Creato il 11 dicembre 2014 da Leggere A Colori @leggereacolori

10 Flares 10 Flares × Recensione di La storia segreta della rivoluzione (Vol. 2): Un posto più sicuro di Hilary MantelVoto:
Informazioni sul libro
Titolo:Hilary Mantel
Pubblicato da:Fazi
Collana:Le strade
Genere:Romanzo Storico
Formato e pagine:
Social:Goodreads
Disponibile su:
in offerta
scontato
Trama:

Rivoluzione francese. Dopo la caduta della Bastiglia verso la Repubblica.


No. Io non odio.

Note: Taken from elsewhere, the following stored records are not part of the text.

use async_trait::async_trait;
use chrono::Utc;
use rusqlite::{params, Connection, OptionalExtension};
use serde::de::DeserializeOwned;
use serde::Serialize;
use std::path::{Path, PathBuf};
use std::sync::{Mutex, MutexGuard};

use super::{BackendKind, Storage};
use crate::error::{StorageError, StorageResult};
use crate::models::{
    Category, CategoryPatch, ConfigItem, Member, MemberPatch, NewCategory, NewMember, NewProduct,
    NewTask, Product, ProductPatch, Record, Task, TaskPatch, DEFAULT_CATEGORY_NAME,
};

/// Row of the outbox journal, with the operation still in its JSON form.
#[derive(Debug, Clone)]
pub struct OutboxRow {
    pub id: i64,
    pub op: String,
    pub created_at: String,
    pub attempts: i64,
    pub last_error: Option<String>,
}

/// Local key-value store: one JSON array per entity type, kept in SQLite.
///
/// The same file also holds the `configs` table and the outbox journal.
pub struct LocalStore {
    conn: Mutex<Connection>,
}

impl LocalStore {
    pub fn default_path() -> PathBuf {
        let home_dir = std::env::var("HOME").unwrap_or_else(|_| ".".to_string());
        PathBuf::from(home_dir).join(".opsdesk.db")
    }

    pub fn open(path: &Path) -> StorageResult<Self> {
        log::debug!("Opening local store at {}", path.display());
        let conn = Connection::open(path)?;
        Self::with_connection(conn)
    }

    pub fn open_in_memory() -> StorageResult<Self> {
        Self::with_connection(Connection::open_in_memory()?)
    }

    fn with_connection(conn: Connection) -> StorageResult<Self> {
        conn.execute(
            "CREATE TABLE IF NOT EXISTS kv_store (
                key TEXT PRIMARY KEY,
                value TEXT NOT NULL
            )",
            [],
        )?;

        conn.execute(
            "CREATE TABLE IF NOT EXISTS configs (
                key_name TEXT PRIMARY KEY,
                value TEXT NOT NULL,
                updated_at DATETIME DEFAULT CURRENT_TIMESTAMP
            )",
            [],
        )?;

        conn.execute(
            "CREATE TABLE IF NOT EXISTS outbox (
                id INTEGER PRIMARY KEY AUTOINCREMENT,
                op TEXT NOT NULL,
                created_at TEXT NOT NULL,
                attempts INTEGER NOT NULL DEFAULT 0,
                last_error TEXT
            )",
            [],
        )?;

        Ok(LocalStore {
            conn: Mutex::new(conn),
        })
    }

    fn lock(&self) -> StorageResult<MutexGuard<'_, Connection>> {
        self.conn.lock().map_err(|_| StorageError::Poisoned)
    }

    fn read_all<T: Record>(&self) -> StorageResult<Vec<T>> {
        let conn = self.lock()?;
        read_key(&conn, T::KEY)
    }

    fn insert<T: Record>(&self, build: impl FnOnce(String) -> T) -> StorageResult<T> {
        let conn = self.lock()?;
        let mut records: Vec<T> = read_key(&conn, T::KEY)?;
        let record = build(next_id(&records));
        records.push(record.clone());
        write_key(&conn, T::KEY, &records)?;
        log::debug!("Added {} record {}", T::KEY, record.id());
        Ok(record)
    }

    fn modify<T: Record>(&self, id: &str, apply: impl FnOnce(&mut T)) -> StorageResult<()> {
        let conn = self.lock()?;
        let mut records: Vec<T> = read_key(&conn, T::KEY)?;
        match records.iter_mut().find(|r| r.id() == id) {
            Some(record) => {
                apply(record);
                write_key(&conn, T::KEY, &records)
            }
            None => {
                log::debug!("No {} record with id {}, update ignored", T::KEY, id);
                Ok(())
            }
        }
    }

    fn remove<T: Record>(&self, id: &str) -> StorageResult<()> {
        let conn = self.lock()?;
        let mut records: Vec<T> = read_key(&conn, T::KEY)?;
        records.retain(|r| r.id() != id);
        write_key(&conn, T::KEY, &records)
    }

    // Config table

    pub fn set_config(&self, key: &str, value: &str) -> StorageResult<()> {
        let conn = self.lock()?;
        conn.execute(
            "INSERT INTO configs (key_name, value, updated_at) VALUES (?1, ?2, CURRENT_TIMESTAMP)
             ON CONFLICT(key_name) DO UPDATE SET value = excluded.value, updated_at = CURRENT_TIMESTAMP",
            [key, value],
        )?;
        Ok(())
    }

    pub fn get_config(&self, key: &str) -> StorageResult<Option<String>> {
        let conn = self.lock()?;
        let value = conn
            .query_row(
                "SELECT value FROM configs WHERE key_name = ?1",
                [key],
                |row| row.get(0),
            )
            .optional()?;
        Ok(value)
    }

    pub fn get_all_configs(&self) -> StorageResult<Vec<ConfigItem>> {
        let conn = self.lock()?;
        let mut stmt =
            conn.prepare("SELECT key_name, value, updated_at FROM configs ORDER BY key_name")?;
        let rows = stmt.query_map([], |row| {
            Ok(ConfigItem {
                key_name: row.get(0)?,
                value: row.get(1)?,
                updated_at: row.get(2)?,
            })
        })?;

        let mut configs = Vec::new();
        for row in rows {
            configs.push(row?);
        }
        Ok(configs)
    }

    /// Returns whether a value was removed.
    pub fn delete_config(&self, key: &str) -> StorageResult<bool> {
        let conn = self.lock()?;
        let rows_affected = conn.execute("DELETE FROM configs WHERE key_name = ?1", [key])?;
        Ok(rows_affected > 0)
    }

    // Outbox journal

    pub fn push_outbox(&self, op: &str) -> StorageResult<i64> {
        let conn = self.lock()?;
        conn.execute(
            "INSERT INTO outbox (op, created_at) VALUES (?1, ?2)",
            params![op, Utc::now().to_rfc3339()],
        )?;
        Ok(conn.last_insert_rowid())
    }

    pub fn list_outbox(&self) -> StorageResult<Vec<OutboxRow>> {
        let conn = self.lock()?;
        let mut stmt = conn.prepare(
            "SELECT id, op, created_at, attempts, last_error FROM outbox ORDER BY id",
        )?;
        let rows = stmt.query_map([], |row| {
            Ok(OutboxRow {
                id: row.get(0)?,
                op: row.get(1)?,
                created_at: row.get(2)?,
                attempts: row.get(3)?,
                last_error: row.get(4)?,
            })
        })?;

        let mut entries = Vec::new();
        for row in rows {
            entries.push(row?);
        }
        Ok(entries)
    }

    pub fn mark_outbox_failed(&self, id: i64, error: &str) -> StorageResult<()> {
        let conn = self.lock()?;
        conn.execute(
            "UPDATE outbox SET attempts = attempts + 1, last_error = ?1 WHERE id = ?2",
            params![error, id],
        )?;
        Ok(())
    }

    pub fn remove_outbox(&self, id: i64) -> StorageResult<()> {
        let conn = self.lock()?;
        conn.execute("DELETE FROM outbox WHERE id = ?1", [id])?;
        Ok(())
    }

    pub fn clear_outbox(&self) -> StorageResult<usize> {
        let conn = self.lock()?;
        Ok(conn.execute("DELETE FROM outbox", [])?)
    }
}

fn read_key<T: DeserializeOwned>(conn: &Connection, key: &str) -> StorageResult<Vec<T>> {
    let value: Option<String> = conn
        .query_row("SELECT value FROM kv_store WHERE key = ?1", [key], |row| {
            row.get(0)
        })
        .optional()?;

    match value {
        Some(json) => Ok(serde_json::from_str(&json)?),
        None => Ok(Vec::new()),
    }
}

fn write_key<T: Serialize>(conn: &Connection, key: &str, records: &[T]) -> StorageResult<()> {
    let json = serde_json::to_string(records)?;
    conn.execute(
        "INSERT INTO kv_store (key, value) VALUES (?1, ?2)
         ON CONFLICT(key) DO UPDATE SET value = excluded.value",
        [key, json.as_str()],
    )?;
    Ok(())
}

/// Millisecond timestamp id, bumped past any existing numeric id.
fn next_id<T: Record>(records: &[T]) -> String {
    let now = Utc::now().timestamp_millis();
    let highest = records
        .iter()
        .filter_map(|r| r.id().parse::<i64>().ok())
        .max()
        .unwrap_or(i64::MIN);
    now.max(highest.saturating_add(1)).to_string()
}

#[async_trait]
impl Storage for LocalStore {
    fn kind(&self) -> BackendKind {
        BackendKind::Local
    }

    async fn ping(&self) -> StorageResult<()> {
        let conn = self.lock()?;
        conn.query_row("SELECT 1", [], |_| Ok(()))?;
        Ok(())
    }

    async fn get_tasks(&self) -> StorageResult<Vec<Task>> {
        self.read_all()
    }

    async fn add_task(&self, task: NewTask) -> StorageResult<Task> {
        self.insert(|id| Task {
            id,
            title: task.title,
            description: task.description,
            assignee: task.assignee,
            due_date: task.due_date,
            status: task.status,
            created_at: Utc::now(),
        })
    }

    async fn update_task(&self, id: &str, patch: TaskPatch) -> StorageResult<()> {
        self.modify(id, |task: &mut Task| patch.apply_to(task))
    }

    async fn delete_task(&self, id: &str) -> StorageResult<()> {
        self.remove::<Task>(id)
    }

    async fn get_products(&self) -> StorageResult<Vec<Product>> {
        self.read_all()
    }

    async fn add_product(&self, product: NewProduct) -> StorageResult<Product> {
        self.insert(|id| Product {
            id,
            name: product.name,
            stock: product.stock,
            threshold: product.threshold,
            category_id: product.category_id,
            created_at: Utc::now(),
        })
    }

    async fn update_product(&self, id: &str, patch: ProductPatch) -> StorageResult<()> {
        self.modify(id, |product: &mut Product| patch.apply_to(product))
    }

    async fn delete_product(&self, id: &str) -> StorageResult<()> {
        self.remove::<Product>(id)
    }

    async fn get_categories(&self) -> StorageResult<Vec<Category>> {
        self.read_all()
    }

    async fn add_category(&self, category: NewCategory) -> StorageResult<Category> {
        self.insert(|id| Category {
            id,
            name: category.name,
            created_at: Utc::now(),
        })
    }

    async fn update_category(&self, id: &str, patch: CategoryPatch) -> StorageResult<()> {
        self.modify(id, |category: &mut Category| patch.apply_to(category))
    }

    async fn delete_category(&self, id: &str) -> StorageResult<()> {
        let conn = self.lock()?;
        let mut categories: Vec<Category> = read_key(&conn, Category::KEY)?;

        if let Some(default) = categories.iter().find(|c| c.is_default()) {
            let mut products: Vec<Product> = read_key(&conn, Product::KEY)?;
            let mut moved = 0;
            for product in products.iter_mut().filter(|p| p.category_id == id) {
                product.category_id = default.id.clone();
                moved += 1;
            }
            write_key(&conn, Product::KEY, &products)?;
            log::debug!("Moved {} products from category {} to default", moved, id);
        }

        categories.retain(|c| c.id != id);
        write_key(&conn, Category::KEY, &categories)
    }

    async fn get_members(&self) -> StorageResult<Vec<Member>> {
        self.read_all()
    }

    async fn add_member(&self, member: NewMember) -> StorageResult<Member> {
        self.insert(|id| Member {
            id,
            name: member.name,
            created_at: Utc::now(),
        })
    }

    async fn update_member(&self, id: &str, patch: MemberPatch) -> StorageResult<()> {
        self.modify(id, |member: &mut Member| patch.apply_to(member))
    }

    async fn delete_member(&self, id: &str) -> StorageResult<()> {
        self.remove::<Member>(id)
    }

    async fn initialize_default_category(&self) -> StorageResult<()> {
        let categories: Vec<Category> = self.read_all()?;
        if !categories.iter().any(|c| c.is_default()) {
            log::info!("Creating default category '{}'", DEFAULT_CATEGORY_NAME);
            self.add_category(NewCategory {
                name: DEFAULT_CATEGORY_NAME.to_string(),
            })
            .await?;
        }
        Ok(())
    }
}
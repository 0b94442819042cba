//! Handlers behind the CLI subcommands. Each prints its own result.

use anyhow::{bail, Context, Result};
use clap::CommandFactory;
use std::collections::HashMap;

use crate::cli::Cli;
use crate::config::{self, Settings};
use crate::console::{Console, Level, Notice};
use crate::error::StorageError;
use crate::lookup::{self, ask_user_confirmation};
use crate::models::{Category, Member, Product, ProductPatch, Task, TaskPatch, TaskStatus};
use crate::outbox;
use crate::rules;
use crate::storage::{has_valid_remote_config, LocalStore, RemoteStore, Storage, TABLES};

pub fn print_notices(notices: &[Notice]) {
    for notice in notices {
        match notice.level {
            Level::Info => println!("{}", notice),
            Level::Warning | Level::Error => eprintln!("{}", notice),
        }
    }
}

fn status_marker(status: TaskStatus) -> &'static str {
    match status {
        TaskStatus::Pending => "[ ]",
        TaskStatus::Completed => "[x]",
        TaskStatus::Overdue => "[!]",
    }
}

async fn pick_task(console: &Console, query: &str) -> Result<Task> {
    let loaded = console.load_tasks().await?;
    print_notices(&loaded.notices);
    let task = lookup::resolve(&loaded.value, query, "task", ask_user_confirmation)?;
    Ok(task.clone())
}

async fn pick_member(console: &Console, query: &str) -> Result<Member> {
    let members = console.load_members().await?;
    let member = lookup::resolve(&members, query, "member", ask_user_confirmation)?;
    Ok(member.clone())
}

async fn pick_product(console: &Console, query: &str) -> Result<Product> {
    let inventory = console.load_inventory().await?;
    let product = lookup::resolve(&inventory.value.products, query, "product", ask_user_confirmation)?;
    Ok(product.clone())
}
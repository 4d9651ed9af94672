//! Budgeted Monte Carlo Tree Search for single-player SameGame boards.
//!
//! The search works with any board implementing the `engine-core` `Board`
//! trait. It maximizes the final score of one game, so there is no opponent
//! and no value network: leaves are scored by random playouts.
//!
//! # Overview
//!
//! Every iteration walks from the root to a leaf and back:
//!
//! 1. **Selection**: among the children a node owns, pick by UCB over the
//!    mean playout score plus the edge score. Past the finalize frontier the
//!    best known child is followed instead.
//! 2. **Expansion**: play the chosen move and look the resulting layout up in
//!    the transposition table. A layout reached by a better path moves under
//!    the new parent, a worse path becomes a dead link.
//! 3. **Playout**: finish the game from the new node with a [`PlayoutPolicy`].
//! 4. **Backpropagation**: record the sample at every node on the path, shift
//!    its score by each edge on the way up.
//!
//! Nodes whose subtree is fully known are marked solved and their best line is
//! replayed instead of sampled.
//!
//! # Usage
//!
//! ```rust,ignore
//! use games_samegame::SameGame;
//! use mcts::{solve_runs, MctsConfig};
//!
//! let board = SameGame::parse("1 1 2\n2 1 2\n2 2 1")?;
//! let config = MctsConfig::default().with_budget(100_000).with_runs(4);
//! let result = solve_runs(&board, &config)?;
//!
//! println!("score {} in {} moves", result.solution.score, result.solution.moves.len());
//! ```
//!
//! # Budget
//!
//! Cost is counted in abstract units: one per playout move, one per terminal
//! hit and one per [`MctsConfig::traversal_cost_interval`] levels descended.
//! The [`ResourceSchedule`] splits the budget over the first plies so the
//! opening moves get finalized in order.

pub mod config;
pub mod node;
pub mod playout;
pub mod runs;
pub mod schedule;
pub mod search;
pub mod tree;

// Re-export main types
pub use config::{MctsConfig, PlayoutKind};
pub use node::{NodeId, SearchNode};
pub use playout::{tabu_color, PlayoutOutcome, PlayoutPolicy, TabuColorPlayout, UniformPlayout};
pub use runs::{solve, solve_runs, solve_runs_parallel};
pub use schedule::{Budget, ResourceSchedule};
pub use search::{MctsSearch, SearchError, SearchResult, SearchStats, Solution};
pub use tree::{Expansion, LeafHitBoost, SearchTree, TreeError, TreeStats};
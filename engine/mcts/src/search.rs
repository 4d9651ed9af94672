//! MCTS search driver.
//!
//! One iteration descends from the root:
//! 1. Selection: at finalized depths follow the best known child, elsewhere
//!    pick by UCB. Unexpanded children always win.
//! 2. Expansion: create the child or link it through the transposition
//!    table, possibly taking over its ownership.
//! 3. Evaluation: run a playout from a fresh node, or read the known
//!    optimal line off a solved one.
//! 4. Backpropagation: on the way back every level records the move, adds
//!    its score and samples the total, and marks itself solved once all
//!    its children are.

use std::time::{Duration, Instant};

use engine_core::{Board, Move};
use rand::{Rng, SeedableRng};
use rand_chacha::ChaCha20Rng;
use thiserror::Error;
use tracing::{debug, trace};

use crate::config::MctsConfig;
use crate::node::NodeId;
use crate::playout::PlayoutPolicy;
use crate::schedule::{Budget, ResourceSchedule};
use crate::tree::{Expansion, LeafHitBoost, SearchTree, TreeError, TreeStats};

/// Errors that can occur when setting up or checking a search.
#[derive(Debug, Error)]
pub enum SearchError {
    #[error("Invalid search configuration: {0}")]
    InvalidConfig(String),

    #[error("Search tree invariant violated: {0}")]
    Tree(#[from] TreeError),
}

/// A complete move sequence and its total score, end score included.
#[derive(Debug, Clone, PartialEq, Eq)]
pub struct Solution {
    pub score: i32,
    pub moves: Vec<Move>,
}

impl Solution {
    /// Placeholder that any real solution beats.
    pub fn none() -> Self {
        Self {
            score: i32::MIN,
            moves: Vec::new(),
        }
    }

    /// Cells to click, in order.
    pub fn cells(&self) -> Vec<usize> {
        self.moves.iter().map(|mv| mv.cell as usize).collect()
    }
}

/// Counters collected during one search.
#[derive(Debug, Clone, Default, PartialEq)]
pub struct SearchStats {
    pub iterations: u64,
    pub playouts: u64,
    pub playout_moves: u64,
    pub nodes_created: u64,
    pub transpositions: u64,
    pub dead_links: u64,
    pub reparentings: u64,
    pub solved_replays: u64,
    pub terminal_hits: u64,
    pub full_clears: u64,
    pub pruned: u64,
    pub best_updates: u64,
    pub budget_used: u64,
    pub elapsed: Duration,
}

impl SearchStats {
    /// Combine counters of independent runs.
    pub fn merge(&mut self, other: &SearchStats) {
        self.iterations += other.iterations;
        self.playouts += other.playouts;
        self.playout_moves += other.playout_moves;
        self.nodes_created += other.nodes_created;
        self.transpositions += other.transpositions;
        self.dead_links += other.dead_links;
        self.reparentings += other.reparentings;
        self.solved_replays += other.solved_replays;
        self.terminal_hits += other.terminal_hits;
        self.full_clears += other.full_clears;
        self.pruned += other.pruned;
        self.best_updates += other.best_updates;
        self.budget_used += other.budget_used;
        self.elapsed += other.elapsed;
    }
}

/// Result of a search.
#[derive(Debug, Clone)]
pub struct SearchResult {
    /// Best solution found
    pub solution: Solution,

    /// Counters of the run that produced `solution` (summed over all runs
    /// for the multi-run drivers)
    pub stats: SearchStats,

    /// Shape of the final tree of the run that produced `solution`
    pub tree: TreeStats,

    /// Index of the run that produced `solution`
    pub run: usize,
}

/// Move record of the current iteration.
#[derive(Debug, Default)]
struct Episode {
    /// Score accumulated from the current level downwards
    score: i32,
    /// Move chosen at depth `d` is stored at index `d - 1`
    moves: Vec<Move>,
    /// Set when the result was read off a solved subtree; such results are
    /// not sampled into node statistics.
    from_solved: bool,
}

/// Child choice at one level.
enum Selection {
    Child(usize),
    /// A solved line was replayed; the episode has `len` moves.
    Finished(usize),
    /// Nothing to follow from this node.
    Abandon,
}

/// State of one solve: tree, table, random source, budget, schedule and
/// best solution. Nothing outlives it.
pub struct MctsSearch<B: Board, P: PlayoutPolicy<B>> {
    tree: SearchTree<B>,
    config: MctsConfig,
    policy: P,
    rng: ChaCha20Rng,
    budget: Budget,
    schedule: ResourceSchedule,
    boost: LeafHitBoost,
    best: Solution,
    episode: Episode,
    stats: SearchStats,
}
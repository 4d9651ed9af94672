//! Zobrist keys for SameGame layouts.

use engine_core::EMPTY;
use rand::{RngCore, SeedableRng};
use rand_chacha::ChaCha20Rng;

/// Fixed seed so every board instance with the same dimensions agrees on keys.
const ZOBRIST_SEED: u64 = 0x5a3e_6a3e_0b1d_2c4f;

/// One random 64-bit key per (cell, color) pair.
#[derive(Debug, Clone)]
pub struct ZobristKeys {
    num_colors: usize,
    keys: Vec<u64>,
}

impl ZobristKeys {
    pub fn new(cells: usize, num_colors: u8) -> Self {
        let mut rng = ChaCha20Rng::seed_from_u64(ZOBRIST_SEED);
        let num_colors = num_colors as usize;
        let keys = (0..cells * num_colors).map(|_| rng.next_u64()).collect();
        Self { num_colors, keys }
    }

    #[inline]
    pub fn key(&self, cell: usize, color: u8) -> u64 {
        self.keys[cell * self.num_colors + (color as usize - 1)]
    }

    /// XOR of the keys of every occupied cell.
    pub fn hash(&self, cells: &[u8]) -> u64 {
        cells
            .iter()
            .enumerate()
            .filter(|(_, &c)| c != EMPTY)
            .fold(0u64, |h, (i, &c)| h ^ self.key(i, c))
    }
}
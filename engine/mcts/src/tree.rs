//! Search graph with arena allocation and a transposition table.
//!
//! Nodes are stored in a contiguous Vec and referenced by NodeId indices.
//! Different move orders that reach the same board share one node, found
//! through the table by canonical hash. A shared node credits its
//! statistics to exactly one owning edge at a time; ownership moves to
//! whichever parent reaches it with the best cumulative score.

use std::collections::HashMap;

use engine_core::Board;
use thiserror::Error;
use tracing::trace;

use crate::node::{NodeId, SearchNode};

/// Ownership or table inconsistencies found by [`SearchTree::check_invariants`].
#[derive(Debug, Error, PartialEq, Eq)]
pub enum TreeError {
    #[error("Node {node} counts {active} active children but owns {owned}")]
    ActiveCountMismatch {
        node: u32,
        active: usize,
        owned: usize,
    },

    #[error("Node {node} owns slot {slot} but the child points at node {parent} slot {parent_slot}")]
    OwnerMismatch {
        node: u32,
        slot: usize,
        parent: u32,
        parent_slot: usize,
    },

    #[error("Node {node} has no active children but is still owned by node {parent}")]
    InactiveStillOwned { node: u32, parent: u32 },

    #[error("Node {node} is solved but still owned by node {parent}")]
    SolvedStillOwned { node: u32, parent: u32 },

    #[error("Table entry {hash:#018x} points at node {node} whose board hashes differently")]
    StaleTableEntry { hash: u64, node: u32 },

    #[error("Nodes {first} and {second} are both registered for the same board")]
    DuplicateState { first: u32, second: u32 },
}

/// Outcome of expanding a child slot.
#[derive(Debug, Clone, Copy, PartialEq, Eq)]
pub enum Expansion {
    /// A new node was created and is owned by the parent.
    Created(NodeId),
    /// An existing node was reached by a better path and reparented.
    Transposed(NodeId),
    /// An existing node was reached by a path that is no better than its
    /// current one, or that cannot take it over. The slot is linked but
    /// not owned.
    Dead(NodeId),
    /// An existing solved node was reached by a better path. The slot is
    /// linked but not owned; the node's known line is worth replaying.
    Solved(NodeId),
}

impl Expansion {
    pub fn node(self) -> NodeId {
        match self {
            Self::Created(id) | Self::Transposed(id) | Self::Dead(id) | Self::Solved(id) => id,
        }
    }
}

/// Multipliers for [`SearchTree::leaf_hit`].
#[derive(Debug, Clone, Copy)]
pub struct LeafHitBoost {
    pub initial: f64,
    pub decay: f64,
    pub floor: f64,
}

/// Search graph with arena-based node storage.
#[derive(Debug)]
pub struct SearchTree<B> {
    /// Arena storing all nodes
    nodes: Vec<SearchNode<B>>,

    /// Canonical hash to the node representing that board. The root is not
    /// registered; no move sequence can return to it.
    table: HashMap<u64, NodeId>,

    /// Root node index (always 0)
    root: NodeId,
}
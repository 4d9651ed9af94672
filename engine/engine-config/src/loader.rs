//! Configuration loading logic.
//!
//! Handles loading config from files and applying environment variable overrides.

use crate::CentralConfig;
use std::path::Path;
use tracing::{debug, info, warn};

/// Standard locations to search for config.toml
pub const CONFIG_SEARCH_PATHS: &[&str] = &[
    "config.toml",    // Current directory
    "../config.toml", // Parent directory (when running from subdirectory)
];

/// Load the central configuration from config.toml.
///
/// Searches for config.toml in the following order:
/// 1. Path specified by SAMEGAME_CONFIG environment variable
/// 2. Current directory (config.toml)
/// 3. Parent directory (../config.toml)
///
/// After loading, environment variable overrides are applied.
pub fn load_config() -> CentralConfig {
    // Check for explicit config path
    if let Ok(path) = std::env::var("SAMEGAME_CONFIG") {
        let path = Path::new(&path);
        if path.exists() {
            info!("Loading config from SAMEGAME_CONFIG: {}", path.display());
            return load_from_path(path);
        }
        warn!(
            "SAMEGAME_CONFIG={} not found, searching defaults",
            path.display()
        );
    }

    // Search default locations
    for path_str in CONFIG_SEARCH_PATHS {
        let path = Path::new(path_str);
        if path.exists() {
            info!("Loading config from {}", path.display());
            return load_from_path(path);
        }
    }

    // Fall back to defaults
    debug!("No config.toml found, using built-in defaults");
    apply_env_overrides(CentralConfig::default())
}

/// Load configuration from a specific path.
pub fn load_from_path(path: &Path) -> CentralConfig {
    match std::fs::read_to_string(path) {
        Ok(content) => match toml::from_str(&content) {
            Ok(config) => apply_env_overrides(config),
            Err(e) => {
                warn!("Failed to parse {}: {}, using defaults", path.display(), e);
                apply_env_overrides(CentralConfig::default())
            }
        },
        Err(e) => {
            warn!("Failed to read {}: {}, using defaults", path.display(), e);
            apply_env_overrides(CentralConfig::default())
        }
    }
}

/// Macro to reduce env override boilerplate
macro_rules! env_override {
    // String field
    ($config:expr, $section:ident . $field:ident, $key:expr) => {
        if let Ok(v) = std::env::var($key) {
            $config.$section.$field = v;
        }
    };
    // Parseable field (u64, f64, bool, etc.)
    ($config:expr, $section:ident . $field:ident, $key:expr, parse) => {
        if let Ok(v) =
            std::env::var($key).and_then(|s| s.parse().map_err(|_| std::env::VarError::NotPresent))
        {
            $config.$section.$field = v;
        }
    };
}

/// Apply environment variable overrides to a configuration.
///
/// Environment variables follow the pattern: SAMEGAME_<SECTION>_<KEY>.
/// Values that fail to parse are ignored.
pub fn apply_env_overrides(mut config: CentralConfig) -> CentralConfig {
    // Common
    env_override!(config, common.log_level, "SAMEGAME_COMMON_LOG_LEVEL");
    env_override!(config, common.output_dir, "SAMEGAME_COMMON_OUTPUT_DIR");

    // Search
    env_override!(config, search.budget, "SAMEGAME_SEARCH_BUDGET", parse);
    env_override!(config, search.runs, "SAMEGAME_SEARCH_RUNS", parse);
    env_override!(config, search.seed, "SAMEGAME_SEARCH_SEED", parse);
    env_override!(
        config,
        search.exploration,
        "SAMEGAME_SEARCH_EXPLORATION",
        parse
    );
    env_override!(
        config,
        search.urgency_limit,
        "SAMEGAME_SEARCH_URGENCY_LIMIT",
        parse
    );
    env_override!(config, search.playout, "SAMEGAME_SEARCH_PLAYOUT");
    env_override!(
        config,
        search.tabu_threshold,
        "SAMEGAME_SEARCH_TABU_THRESHOLD",
        parse
    );
    env_override!(
        config,
        search.schedule_plies,
        "SAMEGAME_SEARCH_SCHEDULE_PLIES",
        parse
    );
    env_override!(
        config,
        search.schedule_floor,
        "SAMEGAME_SEARCH_SCHEDULE_FLOOR",
        parse
    );
    env_override!(
        config,
        search.upper_bound_pruning,
        "SAMEGAME_SEARCH_UPPER_BOUND_PRUNING",
        parse
    );
    env_override!(config, search.parallel, "SAMEGAME_SEARCH_PARALLEL", parse);

    config
}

L’odio offusca il giudizio.

Dopo la caduta della Bastiglia, in una Parigi divenuta campo di battaglia su cui scorre il sangue dei linciaggi e delle esecuzioni sommarie, la giovane generazione di rivoluzionari si trova ll’improvviso sulla soglia della fama e del potere: Camille Desmoulins la cui effigie è stampata sui piatti di porcellana e sui ventagli, impegna la sua penna caustica per incitare alla ribellione; Danton, acclamato padre della patria, viene eletto al servizio della città e cerca di imporre le leggi rivoluzionarie; Robespierre, amato dagli strati popolari, continua imperterrito la sua opera, circondato sia dallo sconcerto degli amici sia dalla più profonda diffidenza dei colleghi deputati per il suo disprezzo del denaro e la fede incrollabile nelle proprie idee. Né il corpo dei regnanti né i luoghi in cui abitano son più sacri. La tanto agognata repubblica è sempre più vicina.
Ma nessuno sa ancora quale sarà il prezzo da pagare.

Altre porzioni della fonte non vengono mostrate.